The author raises some good issues that underscore the need for a solid education as a foundation for all officers, not just SF O-3s. I wonder why many of the goals mentioned cannot be achieved with a solid undergraduate program during ROTC. Maybe we should encourage more cadets to major in anthropology, sociology, or a foreign language. Most people that I know just majored in whatever seemed easiest because the degree was just another block to check in order to get commissioned. This is obviously not a solution for existing officers, but something that I wish would get more consideration among the powers-that-be.

In specific regard to the SF O-3, this seems to be the guy for whom grad school is the least appropriate. Grad school, imo, is most valuable to those individuals who have some real-life experience to put the graduate education in context. An SF O-3 just doesn't tend to have the same level of experience as his CF counterparts. For example, over halfway through my third tour in Iraq, I met up with a few SF Captains who were just arriving in country and were preparing to take charge of ODAs within a month or so thereafter. They came on active duty at the same time that I did and were finally deploying for the first time. Welcome to the party. They redeployed about three months later. Three months experience versus three years among many of their CF peers. A friend of mine deployed to OIF I as an Infantry PL, at the same time that I did, and redeployed in early 2004. Then he went the SF route.

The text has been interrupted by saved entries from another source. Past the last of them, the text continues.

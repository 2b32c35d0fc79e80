//! Reference data and the compiled matchers built from it.

mod cache;
mod compiler;
mod reference;

pub use cache::{PatternCache, PatternSet};
pub use compiler::{
    compile, ArnField, CompiledPattern, IdentifierKind, PatternMatch, PatternMode,
};
pub use reference::{
    from_config, FileReferenceData, ReferenceData, ReferenceError, ReferenceKind, ReferenceSet,
    ReferenceTable,
};

/// Errors building compiled patterns.
#[derive(Debug, thiserror::Error)]
pub enum PatternError {
    /// Reference data could not be loaded or was empty.
    #[error(transparent)]
    Reference(#[from] ReferenceError),

    /// The generated regular expression was rejected.
    #[error("Invalid pattern: {0}")]
    Regex(#[from] regex::Error),

    /// The mode does not apply to the reference list.
    #[error("Pattern mode {mode} does not apply to {reference}")]
    ModeMismatch {
        /// The reference list given.
        reference: ReferenceKind,
        /// The requested mode.
        mode: PatternMode,
    },
}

He finally deployed with an ODA in 2008. If either of those examples are typical of most SF O-3s, then maybe we should let them get a little more operational time under their belts. It seems that they already spend most of their lives in training.

Just to be clear, I'm not knocking any of those guys. They're all smart folks and seemed to know their jobs. I'm just saying that their actual time performing their duties on a deployment seems pretty short. Classroom time, regardless of how enlightening or interesting, is theory. You can only ingest so much theory and hold so much of it down without some real-life experience to settle it. If we expected guys to be in charge of an ODA for two or three deployments and then go to grad school, then that would seem reasonable. But my understanding - and please someone correct me if I'm wrong - is that most are off to some staff job, followed by promotion to O-4 soon after one successful deployment on an ODA.